5 Dubbi sull'implementazione di OpenID Connect SPID e CIE per un Aggregatore Full

SPID
1

Buongiorno,
stiamo lavorando all’implementazione di SPID e CIE basati su OpenID Connect per un aggregatore full , che funge da Relying Party (RP). Abbiamo riscontrato alcuni dubbi specifici relativi alla configurazione e alla migrazione al nuovo protocollo, e vorremmo il vostro supporto per chiarirli.

Di seguito i quesiti organizzati per tema:

1. Well-Known Configuration o Well-Known Federation?

  • Essendo Gefil un aggregatore full che opera come Relying Party (RP), dobbiamo utilizzare il file .well-known/openid-configuration o .well-known/openid-federation per la configurazione?
  • In quali casi è obbligatorio o consigliato l’uso della Federation rispetto alla configurazione tradizionale?
  • Esistono linee guida specifiche per gli aggregatori full nella gestione di SPID OpenID Connect?
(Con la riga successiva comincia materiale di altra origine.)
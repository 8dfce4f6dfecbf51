//! Terminal invokers: activate the service, call the application method and
//! release the service exactly once, whatever the outcome.

use crate::activator::ServiceActivator;
use crate::context::ServerCallContext;
use crate::interceptor::{
    AnyMessage, ClientStreamingContinuation, DuplexStreamingContinuation, RequestStream,
    ResponseWriter, ServerStreamingContinuation, UnaryContinuation, downcast,
};
use crate::options::MethodOptions;
use crate::pipeline::InterceptorPipelineBuilder;

use std::panic::{self, AssertUnwindSafe};
use std::sync::Arc;

use futures::future::BoxFuture;
use futures::{FutureExt, StreamExt};
use mqrpc_core::{Method, Status};
use tracing::error;

/// Application method for unary calls.
pub type UnaryServerMethod<S, Req, Res> = Arc<
    dyn Fn(Arc<S>, Req, Arc<ServerCallContext>) -> BoxFuture<'static, Result<Option<Res>, Status>>
        + Send
        + Sync,
>;

/// Application method for client streaming calls.
pub type ClientStreamingServerMethod<S, Req, Res> = Arc<
    dyn Fn(
            Arc<S>,
            RequestStream<Req>,
            Arc<ServerCallContext>,
        ) -> BoxFuture<'static, Result<Option<Res>, Status>>
        + Send
        + Sync,
>;

/// Application method for server streaming calls.
pub type ServerStreamingServerMethod<S, Req, Res> = Arc<
    dyn Fn(
            Arc<S>,
            Req,
            ResponseWriter<Res>,
            Arc<ServerCallContext>,
        ) -> BoxFuture<'static, Result<(), Status>>
        + Send
        + Sync,
>;

/// Application method for duplex streaming calls.
pub type DuplexStreamingServerMethod<S, Req, Res> = Arc<
    dyn Fn(
            Arc<S>,
            RequestStream<Req>,
            ResponseWriter<Res>,
            Arc<ServerCallContext>,
        ) -> BoxFuture<'static, Result<(), Status>>
        + Send
        + Sync,
>;

/// Activates a service instance, runs `call` on it and releases it.
///
/// `call` may panic before returning its future or while the future runs;
/// either way the instance is released first and the panic then resumes so
/// the call handler can turn it into a status.
async fn with_service<S, T, F>(
    activator: &dyn ServiceActivator<S>,
    context: Arc<ServerCallContext>,
    call: F,
) -> Result<T, Status>
where
    S: Send + Sync + 'static,
    F: FnOnce(Arc<S>, Arc<ServerCallContext>) -> BoxFuture<'static, Result<T, Status>>,
{
    let handle = activator.create(&context).map_err(|e| {
        error!("{}", e);
        Status::internal(e.to_string())
    })?;

    let instance = handle.instance();
    let outcome = match panic::catch_unwind(AssertUnwindSafe(|| call(instance, context))) {
        Ok(future) => AssertUnwindSafe(future).catch_unwind().await,
        Err(panic) => Err(panic),
    };

    activator.release(handle).await;

    match outcome {
        Ok(result) => result,
        Err(panic) => panic::resume_unwind(panic),
    }
}

struct InvokerParts<S, Req, Res> {
    activator: Arc<dyn ServiceActivator<S>>,
    method: Method<Req, Res>,
    options: Arc<MethodOptions>,
}

impl<S, Req, Res> InvokerParts<S, Req, Res>
where
    S: Send + Sync + 'static,
    Req: Send + 'static,
    Res: Send + 'static,
{
    fn pipeline(&self) -> Option<InterceptorPipelineBuilder> {
        self.options
            .has_interceptors()
            .then(|| InterceptorPipelineBuilder::new(self.options.interceptors()))
    }
}

macro_rules! invoker_accessors {
    () => {
        /// The method being invoked.
        #[must_use]
        pub const fn method(&self) -> &Method<Req, Res> {
            &self.parts.method
        }

        /// Options resolved for the method.
        #[must_use]
        pub fn options(&self) -> &Arc<MethodOptions> {
            &self.parts.options
        }
    };
}

/// Invokes unary methods.
pub struct UnaryServerMethodInvoker<S, Req, Res> {
    invoker: UnaryServerMethod<S, Req, Res>,
    parts: InvokerParts<S, Req, Res>,
    pipeline: Option<UnaryContinuation>,
}

impl<S, Req, Res> UnaryServerMethodInvoker<S, Req, Res>
where
    S: Send + Sync + 'static,
    Req: Send + 'static,
    Res: Send + 'static,
{
    /// Creates an invoker, wrapping it in the interceptor pipeline if the
    /// options have interceptors.
    pub fn new(
        invoker: UnaryServerMethod<S, Req, Res>,
        method: Method<Req, Res>,
        options: Arc<MethodOptions>,
        activator: Arc<dyn ServiceActivator<S>>,
    ) -> Self {
        let parts = InvokerParts {
            activator,
            method,
            options,
        };

        let pipeline = parts.pipeline().map(|builder| {
            let activator = Arc::clone(&parts.activator);
            let invoker = Arc::clone(&invoker);
            let terminal: UnaryContinuation = Arc::new(
                move |request: AnyMessage,
                      context: Arc<ServerCallContext>|
                      -> BoxFuture<'static, _> {
                    let activator = Arc::clone(&activator);
                    let invoker = Arc::clone(&invoker);
                    Box::pin(async move {
                        let request = downcast::<Req>(request)?;
                        let response = with_service(activator.as_ref(), context, |service, context| {
                            invoker(service, request, context)
                        })
                        .await?;
                        Ok(response.map(|r| Box::new(r) as AnyMessage))
                    })
                },
            );
            builder.unary_pipeline(terminal)
        });

        Self {
            invoker,
            parts,
            pipeline,
        }
    }

    invoker_accessors!();

    /// Invokes the method.
    ///
    /// # Errors
    ///
    /// Returns the status the method, an interceptor or activation failed with.
    pub async fn invoke(
        &self,
        request: Req,
        context: Arc<ServerCallContext>,
    ) -> Result<Option<Res>, Status> {
        match &self.pipeline {
            None => {
                with_service(self.parts.activator.as_ref(), context, |service, context| {
                    (self.invoker)(service, request, context)
                })
                .await
            }
            Some(pipeline) => pipeline(Box::new(request), context)
                .await?
                .map(downcast::<Res>)
                .transpose(),
        }
    }
}

/// Invokes client streaming methods.
pub struct ClientStreamingServerMethodInvoker<S, Req, Res> {
    invoker: ClientStreamingServerMethod<S, Req, Res>,
    parts: InvokerParts<S, Req, Res>,
    pipeline: Option<ClientStreamingContinuation>,
}

impl<S, Req, Res> ClientStreamingServerMethodInvoker<S, Req, Res>
where
    S: Send + Sync + 'static,
    Req: Send + 'static,
    Res: Send + 'static,
{
    /// Creates an invoker.
    pub fn new(
        invoker: ClientStreamingServerMethod<S, Req, Res>,
        method: Method<Req, Res>,
        options: Arc<MethodOptions>,
        activator: Arc<dyn ServiceActivator<S>>,
    ) -> Self {
        let parts = InvokerParts {
            activator,
            method,
            options,
        };

        let pipeline = parts.pipeline().map(|builder| {
            let activator = Arc::clone(&parts.activator);
            let invoker = Arc::clone(&invoker);
            let terminal: ClientStreamingContinuation = Arc::new(
                move |requests: RequestStream<AnyMessage>,
                      context: Arc<ServerCallContext>|
                      -> BoxFuture<'static, _> {
                    let activator = Arc::clone(&activator);
                    let invoker = Arc::clone(&invoker);
                    Box::pin(async move {
                        let requests = requests
                            .map(|request| request.and_then(downcast::<Req>))
                            .boxed();
                        let response =
                            with_service(activator.as_ref(), context, |service, context| {
                                invoker(service, requests, context)
                            })
                            .await?;
                        Ok(response.map(|r| Box::new(r) as AnyMessage))
                    })
                },
            );
            builder.client_streaming_pipeline(terminal)
        });

        Self {
            invoker,
            parts,
            pipeline,
        }
    }

    invoker_accessors!();

    /// Invokes the method.
    ///
    /// # Errors
    ///
    /// Returns the status the method, an interceptor or activation failed with.
    pub async fn invoke(
        &self,
        requests: RequestStream<Req>,
        context: Arc<ServerCallContext>,
    ) -> Result<Option<Res>, Status> {
        match &self.pipeline {
            None => {
                with_service(self.parts.activator.as_ref(), context, |service, context| {
                    (self.invoker)(service, requests, context)
                })
                .await
            }
            Some(pipeline) => {
                let requests = requests
                    .map(|request| request.map(|r| Box::new(r) as AnyMessage))
                    .boxed();
                pipeline(requests, context)
                    .await?
                    .map(downcast::<Res>)
                    .transpose()
            }
        }
    }
}

/// Invokes server streaming methods.
pub struct ServerStreamingServerMethodInvoker<S, Req, Res> {
    invoker: ServerStreamingServerMethod<S, Req, Res>,
    parts: InvokerParts<S, Req, Res>,
    pipeline: Option<ServerStreamingContinuation>,
}

impl<S, Req, Res> ServerStreamingServerMethodInvoker<S, Req, Res>
where
    S: Send + Sync + 'static,
    Req: Send + 'static,
    Res: Send + 'static,
{
    /// Creates an invoker.
    pub fn new(
        invoker: ServerStreamingServerMethod<S, Req, Res>,
        method: Method<Req, Res>,
        options: Arc<MethodOptions>,
        activator: Arc<dyn ServiceActivator<S>>,
    ) -> Self {
        let parts = InvokerParts {
            activator,
            method,
            options,
        };

        let pipeline = parts.pipeline().map(|builder| {
            let activator = Arc::clone(&parts.activator);
            let invoker = Arc::clone(&invoker);
            let terminal: ServerStreamingContinuation = Arc::new(
                move |request: AnyMessage,
                      responses: ResponseWriter<AnyMessage>,
                      context: Arc<ServerCallContext>|
                      -> BoxFuture<'static, _> {
                    let activator = Arc::clone(&activator);
                    let invoker = Arc::clone(&invoker);
                    Box::pin(async move {
                        let request = downcast::<Req>(request)?;
                        let responses = responses.typed::<Res>();
                        with_service(activator.as_ref(), context, |service, context| {
                            invoker(service, request, responses, context)
                        })
                        .await
                    })
                },
            );
            builder.server_streaming_pipeline(terminal)
        });

        Self {
            invoker,
            parts,
            pipeline,
        }
    }

    invoker_accessors!();

    /// Invokes the method.
    ///
    /// # Errors
    ///
    /// Returns the status the method, an interceptor or activation failed with.
    pub async fn invoke(
        &self,
        request: Req,
        responses: ResponseWriter<Res>,
        context: Arc<ServerCallContext>,
    ) -> Result<(), Status> {
        match &self.pipeline {
            None => {
                with_service(self.parts.activator.as_ref(), context, |service, context| {
                    (self.invoker)(service, request, responses, context)
                })
                .await
            }
            Some(pipeline) => pipeline(Box::new(request), responses.erase(), context).await,
        }
    }
}

/// Invokes duplex streaming methods.
pub struct DuplexStreamingServerMethodInvoker<S, Req, Res> {
    invoker: DuplexStreamingServerMethod<S, Req, Res>,
    parts: InvokerParts<S, Req, Res>,
    pipeline: Option<DuplexStreamingContinuation>,
}

impl<S, Req, Res> DuplexStreamingServerMethodInvoker<S, Req, Res>
where
    S: Send + Sync + 'static,
    Req: Send + 'static,
    Res: Send + 'static,
{
    /// Creates an invoker.
    pub fn new(
        invoker: DuplexStreamingServerMethod<S, Req, Res>,
        method: Method<Req, Res>,
        options: Arc<MethodOptions>,
        activator: Arc<dyn ServiceActivator<S>>,
    ) -> Self {
        let parts = InvokerParts {
            activator,
            method,
            options,
        };

        let pipeline = parts.pipeline().map(|builder| {
            let activator = Arc::clone(&parts.activator);
            let invoker = Arc::clone(&invoker);
            let terminal: DuplexStreamingContinuation = Arc::new(
                move |requests: RequestStream<AnyMessage>,
                      responses: ResponseWriter<AnyMessage>,
                      context: Arc<ServerCallContext>|
                      -> BoxFuture<'static, _> {
                    let activator = Arc::clone(&activator);
                    let invoker = Arc::clone(&invoker);
                    Box::pin(async move {
                        let requests = requests
                            .map(|request| request.and_then(downcast::<Req>))
                            .boxed();
                        let responses = responses.typed::<Res>();
                        with_service(activator.as_ref(), context, |service, context| {
                            invoker(service, requests, responses, context)
                        })
                        .await
                    })
                },
            );
            builder.duplex_streaming_pipeline(terminal)
        });

        Self {
            invoker,
            parts,
            pipeline,
        }
    }

    invoker_accessors!();

    /// Invokes the method.
    ///
    /// # Errors
    ///
    /// Returns the status the method, an interceptor or activation failed with.
    pub async fn invoke(
        &self,
        requests: RequestStream<Req>,
        responses: ResponseWriter<Res>,
        context: Arc<ServerCallContext>,
    ) -> Result<(), Status> {
        match &self.pipeline {
            None => {
                with_service(self.parts.activator.as_ref(), context, |service, context| {
                    (self.invoker)(service, requests, responses, context)
                })
                .await
            }
            Some(pipeline) => {
                let requests = requests
                    .map(|request| request.map(|r| Box::new(r) as AnyMessage))
                    .boxed();
                pipeline(requests, responses.erase(), context).await
            }
        }
    }
}
//! Interceptor ordering and service activation through the call handlers.

use std::sync::Arc;
use std::sync::atomic::{AtomicUsize, Ordering};

use async_trait::async_trait;
use mqrpc_core::marshaller::StringMarshaller;
use mqrpc_core::{Code, Method, RequestEnvelope, ResponseEnvelope, Status};
use mqrpc_server::interceptor::UnaryContinuation;
use mqrpc_server::{
    ActivatorHandle, AnyMessage, CallHandler, CallState, Interceptor, InterceptorRegistration,
    MethodRegistry, Result, ServerCallContext, ServiceActivator, ServiceOptions,
};
use parking_lot::Mutex;
use tokio_util::sync::CancellationToken;
use tracing_test::traced_test;

type Log = Arc<Mutex<Vec<String>>>;

struct Recording {
    log: Log,
    name: &'static str,
}

#[async_trait]
impl Interceptor for Recording {
    async fn unary_server_handler(
        &self,
        request: AnyMessage,
        context: Arc<ServerCallContext>,
        next: UnaryContinuation,
    ) -> std::result::Result<Option<AnyMessage>, Status> {
        self.log.lock().push(format!("{}-before", self.name));
        let response = next(request, context).await;
        self.log.lock().push(format!("{}-after", self.name));
        response
    }
}

struct Shouting;

#[async_trait]
impl Interceptor for Shouting {
    async fn unary_server_handler(
        &self,
        request: AnyMessage,
        context: Arc<ServerCallContext>,
        next: UnaryContinuation,
    ) -> std::result::Result<Option<AnyMessage>, Status> {
        let request = mqrpc_server::downcast::<String>(request)?;
        next(Box::new(request.to_uppercase()), context).await
    }
}

struct Gatekeeper;

#[async_trait]
impl Interceptor for Gatekeeper {
    async fn unary_server_handler(
        &self,
        _request: AnyMessage,
        _context: Arc<ServerCallContext>,
        _next: UnaryContinuation,
    ) -> std::result::Result<Option<AnyMessage>, Status> {
        Err(Status::permission_denied("Keep out."))
    }
}

struct Service {
    log: Log,
}

#[derive(Default)]
struct CountingActivator {
    created: AtomicUsize,
    log: Log,
    released: AtomicUsize,
}

#[async_trait]
impl ServiceActivator<Service> for CountingActivator {
    fn create(&self, _context: &ServerCallContext) -> Result<ActivatorHandle<Service>> {
        self.created.fetch_add(1, Ordering::SeqCst);
        Ok(ActivatorHandle::new(
            Arc::new(Service {
                log: Arc::clone(&self.log),
            }),
            true,
        ))
    }

    async fn release(&self, _handle: ActivatorHandle<Service>) {
        self.released.fetch_add(1, Ordering::SeqCst);
    }
}

fn say() -> Method<String, String> {
    Method::unary("Echo", "Say", StringMarshaller, StringMarshaller)
}

fn registry(options: ServiceOptions, activator: Arc<CountingActivator>) -> MethodRegistry {
    let registry = MethodRegistry::with_options(options);
    registry
        .bind_service::<Service>(activator, &ServiceOptions::default())
        .unwrap()
        .add_unary(say(), |service: Arc<Service>, request: String, _| {
            if request == "sync panic" {
                panic!("panicked before returning a future");
            }
            async move {
                service.log.lock().push("handler".to_string());
                match request.as_str() {
                    "async panic" => panic!("panicked while running"),
                    "fail" => Err(Status::invalid_argument("Bad request.")),
                    _ => Ok(Some(format!("echo {request}"))),
                }
            }
        })
        .unwrap();
    registry
}

async fn call(registry: &MethodRegistry, body: &str) -> (ResponseEnvelope, Arc<ServerCallContext>) {
    let handler = registry.lookup("Echo", "Echo.Say").unwrap();
    let context = Arc::new(ServerCallContext::new(
        handler.method().clone(),
        Arc::clone(handler.options()),
        Vec::new(),
        CancellationToken::new(),
    ));
    let request = RequestEnvelope::new("Echo", "Echo.Say", body.to_string());
    let response = handler.handle_call(request, Arc::clone(&context)).await;
    (response, context)
}

fn recording(log: &Log, name: &'static str) -> InterceptorRegistration {
    let log = Arc::clone(log);
    InterceptorRegistration::new(move || {
        Ok(Recording {
            log: Arc::clone(&log),
            name,
        })
    })
}

#[tokio::test]
async fn test_interceptors_run_in_registration_order() {
    let activator = Arc::new(CountingActivator::default());
    let log = Arc::clone(&activator.log);
    let options = ServiceOptions::new()
        .with_interceptor(recording(&log, "A"))
        .with_interceptor(recording(&log, "B"));
    let registry = registry(options, Arc::clone(&activator));

    let (response, _) = call(&registry, "hi").await;

    assert!(response.status.is_ok());
    assert_eq!(
        *log.lock(),
        vec!["A-before", "B-before", "handler", "B-after", "A-after"]
    );
}

#[tokio::test]
async fn test_global_interceptors_wrap_service_interceptors() {
    let activator = Arc::new(CountingActivator::default());
    let log = Arc::clone(&activator.log);
    let mut registry = MethodRegistry::new();
    registry.register_interceptor(recording(&log, "global"));
    registry
        .bind_service(
            Arc::clone(&activator) as Arc<dyn ServiceActivator<Service>>,
            &ServiceOptions::new().with_interceptor(recording(&log, "service")),
        )
        .unwrap()
        .add_unary(say(), |service: Arc<Service>, request: String, _| async move {
            service.log.lock().push("handler".to_string());
            Ok(Some(request))
        })
        .unwrap();

    let (response, _) = call(&registry, "hi").await;

    assert!(response.status.is_ok());
    assert_eq!(
        *log.lock(),
        vec![
            "global-before",
            "service-before",
            "handler",
            "service-after",
            "global-after"
        ]
    );
}

#[tokio::test]
async fn test_interceptor_can_replace_request() {
    let activator = Arc::new(CountingActivator::default());
    let options = ServiceOptions::new().with_interceptor(InterceptorRegistration::new(|| Ok(Shouting)));
    let registry = registry(options, activator);

    let (response, _) = call(&registry, "hi").await;

    assert_eq!(response.body.as_deref(), Some(&b"echo HI"[..]));
}

#[tokio::test]
async fn test_short_circuit_skips_activation() {
    let activator = Arc::new(CountingActivator::default());
    let options = ServiceOptions::new()
        .with_interceptor(InterceptorRegistration::shared(Arc::new(Gatekeeper)));
    let registry = registry(options, Arc::clone(&activator));

    let (response, _) = call(&registry, "hi").await;

    assert_eq!(response.status.code(), Code::PermissionDenied);
    assert_eq!(activator.created.load(Ordering::SeqCst), 0);
    assert_eq!(activator.released.load(Ordering::SeqCst), 0);
}

#[tokio::test]
#[traced_test]
async fn test_interceptor_construction_failure_is_internal() {
    let activator = Arc::new(CountingActivator::default());
    let options = ServiceOptions::new().with_interceptor(InterceptorRegistration::new(
        || -> std::result::Result<Shouting, String> { Err("no configuration".to_string()) },
    ));
    let registry = registry(options, Arc::clone(&activator));

    let (response, context) = call(&registry, "hi").await;

    assert_eq!(response.status.code(), Code::Internal);
    assert!(response.status.message().contains("Shouting"));
    assert!(response.status.message().contains("no configuration"));
    assert_eq!(context.state(), CallState::Completed);
    assert_eq!(activator.created.load(Ordering::SeqCst), 0);
    assert!(logs_contain("could not construct interceptor instance"));
}

#[tokio::test]
async fn test_service_released_exactly_once() {
    for (body, code) in [
        ("hi", Code::Ok),
        ("fail", Code::InvalidArgument),
        ("sync panic", Code::Unknown),
        ("async panic", Code::Unknown),
    ] {
        for interceptors in [false, true] {
            let activator = Arc::new(CountingActivator::default());
            let log = Arc::clone(&activator.log);
            let options = if interceptors {
                ServiceOptions::new().with_interceptor(recording(&log, "A"))
            } else {
                ServiceOptions::new()
            };
            let registry = registry(options, Arc::clone(&activator));

            let (response, context) = call(&registry, body).await;

            assert_eq!(response.status.code(), code, "{body}, interceptors: {interceptors}");
            assert_eq!(activator.created.load(Ordering::SeqCst), 1);
            assert_eq!(activator.released.load(Ordering::SeqCst), 1);
            assert_eq!(context.state(), CallState::Completed);
            if interceptors && code != Code::Unknown {
                assert_eq!(log.lock().last().map(String::as_str), Some("A-after"));
            }
        }
    }
}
2. Data Limite per la Migrazione a OpenID Connect

  • La migrazione a SPID e CIE basati su OpenID Connect è obbligatoria?
  • Se sì, qual è la data limite fissata per completare questa migrazione?
  • Come possiamo gestire i Comuni che utilizzano ancora versioni precedenti del protocollo?

3. Supporto per OpenID Connect SPID e Stato dell’Arte

  • Esiste un canale ufficiale di supporto (forum, mailing list o helpdesk) per implementare OpenID Connect SPID e CIE?
  • Gli Identity Provider (IdP) hanno già adottato completamente OpenID Connect? Ci sono differenze tra di loro nel supporto a questo protocollo?
  • Dove possiamo trovare un elenco ufficiale e aggiornato degli .well-known/openid-configuration per tutti gli IdP SPID?

4. Registrazione del Client con gli IdP

  • Per registrare il client, è obbligatorio utilizzare la modalità automatica?
  • Quali sono i passaggi corretti per completare una registrazione automatica senza errori?
  • Esistono casi in cui è permessa una registrazione manuale del client?

5. Gestione dei Token JWT

  • Quali sono le best practice per la validazione dei token JWT emessi dagli Identity Provider SPID?
  • Come gestire in modo sicuro la scadenza e il rinnovo dei token JWT durante le sessioni?

Conclusione:
Vi ringraziamo in anticipo per il supporto e per ogni indicazione utile. Nel caso sia preferibile aprire un post separato per ciascun dubbio, fatecelo sapere, e procederemo a suddividerli.

Grazie ancora per la disponibilità!
Mario Abbruscato

2

Rispondo ai punti 2, 3 e 4

  1. Per SPID non è operativa la federazione basata su OpenID Connect (OIDC). Quindi non solo non è obbligatoria, al momento non è proprio possibile eseguire una affiliazione utilizzando questo protocollo. Per CIE la federazione OIDC è operativa, ma, sebbene consigliata, al momento non mi risultano obbligatorietà.

  2. Non esiste un canale di supporto ufficiale, ma si possono ottenre informazioni da altri sviluppatori tramite questo forum, oppure tramite il canale Slack di Developers Italia. Per le altre domande vedi il punto precedente.

  3. Per CIE vale quanto definito nel Sito CIE e nei documenti linkati nella pagina. Per SPID vale quanto detto al punto 2.

1 Mi Piace
3

Buongiorno @AMGefil-strapgef ,

confermo quanto già indicato da @AGS, invece per quanto riguarda gli altri punti:

1 - occorre utilizzare .well-known/openid-federation

5 -

Per verificare la propria implementazione, inoltre, è possibile utilizzare il Validatore OIDC per RP.

1 Mi Piace
4

Buongiorno, sono interessato anche io alla possibilità di creare un RP che possa usare sia SPID che CIE ma mi sembra di capire che con protocollo OIDC al momento non sia possibile ? o sono in errore ?

Come da indicazioni fornite in risposta all’utente precedente ho provato il tool per la validazione OIDC per RP, ma non funziona; il container viene buildato regolarmente ma quando mi collego non viene visualizzato nulla.

Grazie per la disponibilità,
Salvatore Madonia.

5

Con CIE è possibile usare OIDC, con SPID no.